Your first statement illustrates a fundamental of what I am stating. Eg my home lite c-9 running at 7000 rpm will not be happy with a 3120 doing 12000. 

Also my solo 603 will do 12000rpm in conjunction with my 3120 but will self destruct in relatively short order.

Also if you look at machinery driven by tractor power takeoffs there is quite a lot of chain 

As for HD strutt, in my first post in this thread I already stated I had compared it as well. Just personal pref, but I believe it is superior.


----------



## Yeastbeast (Nov 3, 2015)

Iron.and.bark said:


> Sync - I used that word as it seems to be the "vogue" word used when describing running to saws in parrarell
> 
> Your first statement illustrates a fundamental of what I am stating. Eg my home lite c-9 running at 7000 rpm will not be happy with a 3120 doing 12000.
> 
> ...



I get the point you're making, my thoughts would be run the 880 at 11,000 rpm (factory max) and also run the 660 at 11,000 (it's tuned to 12,500 at present). That way the 660 is just giving it a bit of help.


----------



## BobL (Nov 3, 2015)

Iron.and.bark said:


> Your first statement illustrates a fundamental of what I am stating. Eg my home lite c-9 running at 7000 rpm will not be happy with a 3120 doing 12000.
> 
> Also my solo 603 will do 12000rpm in conjunction with my 3120 but will self destruct in relatively short order. .

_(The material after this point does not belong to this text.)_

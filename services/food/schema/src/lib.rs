//! sea-orm entities for the food service.

pub mod food_partners;
pub mod food_relations;
pub mod foods;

I don't recall you mentioning either of those combinations - what you mentioned was and 880 and a 660, both relatively high revving saws with peak torque at about the same rpm (more about that later).



> my thoughts would be run the 880 at 11,000 rpm (factory max) and also run the 660 at 11,000 (it's tuned to 12,500 at present).

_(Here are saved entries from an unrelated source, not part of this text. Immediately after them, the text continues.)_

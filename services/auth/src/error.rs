use axum::http::StatusCode;
use axum::response::{IntoResponse, Response};

/// Auth service domain error variants.
#[derive(Debug, thiserror::Error)]
pub enum AuthServiceError {
    #[error("missing data: {0}")]
    MissingData(&'static str),
    #[error("invalid email")]
    InvalidEmail,
    #[error("password must be at least {0} characters")]
    PasswordTooShort(usize),
    #[error("password must be at most {0} bytes")]
    PasswordTooLong(usize),
    #[error("account already exists")]
    AccountAlreadyExists,
    #[error("invalid email or password")]
    InvalidCredentials,
    #[error("internal error")]
    Internal(#[from] anyhow::Error),
}

impl AuthServiceError {
    pub fn kind(&self) -> &'static str {
        match self {
            Self::MissingData(_) => "MISSING_DATA",
            Self::InvalidEmail => "INVALID_EMAIL",
            Self::PasswordTooShort(_) => "PASSWORD_TOO_SHORT",
            Self::PasswordTooLong(_) => "PASSWORD_TOO_LONG",
            Self::AccountAlreadyExists => "ACCOUNT_ALREADY_EXISTS",
            Self::InvalidCredentials => "INVALID_CREDENTIALS",
            Self::Internal(_) => "INTERNAL",
        }
    }

    pub fn status(&self) -> StatusCode {
        match self {
            Self::MissingData(_)
            | Self::InvalidEmail
            | Self::PasswordTooShort(_)
            | Self::PasswordTooLong(_)
            | Self::InvalidCredentials => StatusCode::BAD_REQUEST,
            Self::AccountAlreadyExists => StatusCode::CONFLICT,
            Self::Internal(_) => StatusCode::INTERNAL_SERVER_ERROR,
        }
    }
}

impl IntoResponse for AuthServiceError {
    fn into_response(self) -> Response {
        let status = self.status();
        // 4xx are already visible in the TraceLayer span; only 500s carry a cause worth logging.
        if let Self::Internal(ref e) = self {
            tracing::error!(error = format!("{e:#}"), kind = "INTERNAL", "internal error");
        }
        let body = serde_json::json!({
            "kind": self.kind(),
            "message": self.to_string(),
        });
        (status, axum::Json(body)).into_response()
    }
}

The WOT rpms are largely irrelevant because at max rpm saws have little power and even less torque - it's what the two saws do under a back torque (cutting load) that matters. This can quite variable. Unless 4" diameter wood is being cut, for a 12000 max rpm saw it's not 12000 rpm, but anywhere from 7000 to 10000 rpm. So provided both saws can run in their cutting range they do not need to be identical to contribute to cutting. 

Under serious loads the max cutting speed seems to occur when the chain is optimised for a cutting at RPM in between the max torque and max HP. On something like a 660 this is between 6500 (max torque) and 9500 rpm (max HP) which is where this saw normally operates best when milling.

I mention the point about chain optimisation because very few people even bother with this. To exaggerate this point the rakers can be set to 0.005"' so a 12000 max RPM saw might run at 11,900 rpm but very little wood is cut. Likewise the rakers can be dropped so much that the saw rpm drop below the max torque and the saw then bogs down. 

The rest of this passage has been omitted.